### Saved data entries
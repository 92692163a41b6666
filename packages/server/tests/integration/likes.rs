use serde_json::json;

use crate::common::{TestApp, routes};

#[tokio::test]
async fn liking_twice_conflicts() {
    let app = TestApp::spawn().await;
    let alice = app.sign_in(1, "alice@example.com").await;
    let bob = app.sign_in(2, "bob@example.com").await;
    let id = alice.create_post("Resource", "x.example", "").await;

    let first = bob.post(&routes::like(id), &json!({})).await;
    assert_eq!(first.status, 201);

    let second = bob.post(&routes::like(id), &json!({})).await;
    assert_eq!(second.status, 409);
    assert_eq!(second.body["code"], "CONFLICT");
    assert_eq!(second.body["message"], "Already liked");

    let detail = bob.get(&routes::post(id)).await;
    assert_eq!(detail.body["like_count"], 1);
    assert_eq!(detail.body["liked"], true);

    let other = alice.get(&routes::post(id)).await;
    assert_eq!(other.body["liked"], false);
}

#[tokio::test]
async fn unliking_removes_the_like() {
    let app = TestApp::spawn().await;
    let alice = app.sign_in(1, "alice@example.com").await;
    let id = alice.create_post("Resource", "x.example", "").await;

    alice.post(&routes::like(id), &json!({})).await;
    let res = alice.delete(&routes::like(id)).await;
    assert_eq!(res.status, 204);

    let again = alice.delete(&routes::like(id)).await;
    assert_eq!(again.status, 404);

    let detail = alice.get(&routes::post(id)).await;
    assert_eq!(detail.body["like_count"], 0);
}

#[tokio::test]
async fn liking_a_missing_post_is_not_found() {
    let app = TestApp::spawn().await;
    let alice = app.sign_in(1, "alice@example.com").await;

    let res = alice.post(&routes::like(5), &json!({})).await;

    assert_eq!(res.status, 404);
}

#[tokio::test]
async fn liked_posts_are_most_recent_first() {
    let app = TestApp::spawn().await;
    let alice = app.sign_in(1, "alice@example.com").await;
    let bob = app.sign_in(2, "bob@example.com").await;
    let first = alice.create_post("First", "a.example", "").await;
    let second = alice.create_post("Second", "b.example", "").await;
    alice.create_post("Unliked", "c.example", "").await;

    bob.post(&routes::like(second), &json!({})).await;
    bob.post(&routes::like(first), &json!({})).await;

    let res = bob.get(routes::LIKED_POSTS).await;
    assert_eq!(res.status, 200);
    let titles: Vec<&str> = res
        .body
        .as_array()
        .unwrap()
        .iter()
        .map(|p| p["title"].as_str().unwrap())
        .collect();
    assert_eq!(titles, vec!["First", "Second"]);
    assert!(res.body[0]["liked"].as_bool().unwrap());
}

### TASK OBJECTIVE
Copy every line above that holds the word "json".

### SOLUTION FOR THIS PROBLEM
use serde_json::json;
    let first = bob.post(&routes::like(id), &json!({})).await;
    let second = bob.post(&routes::like(id), &json!({})).await;
    alice.post(&routes::like(id), &json!({})).await;
    let res = alice.post(&routes::like(5), &json!({})).await;
    bob.post(&routes::like(second), &json!({})).await;
    bob.post(&routes::like(first), &json!({})).await;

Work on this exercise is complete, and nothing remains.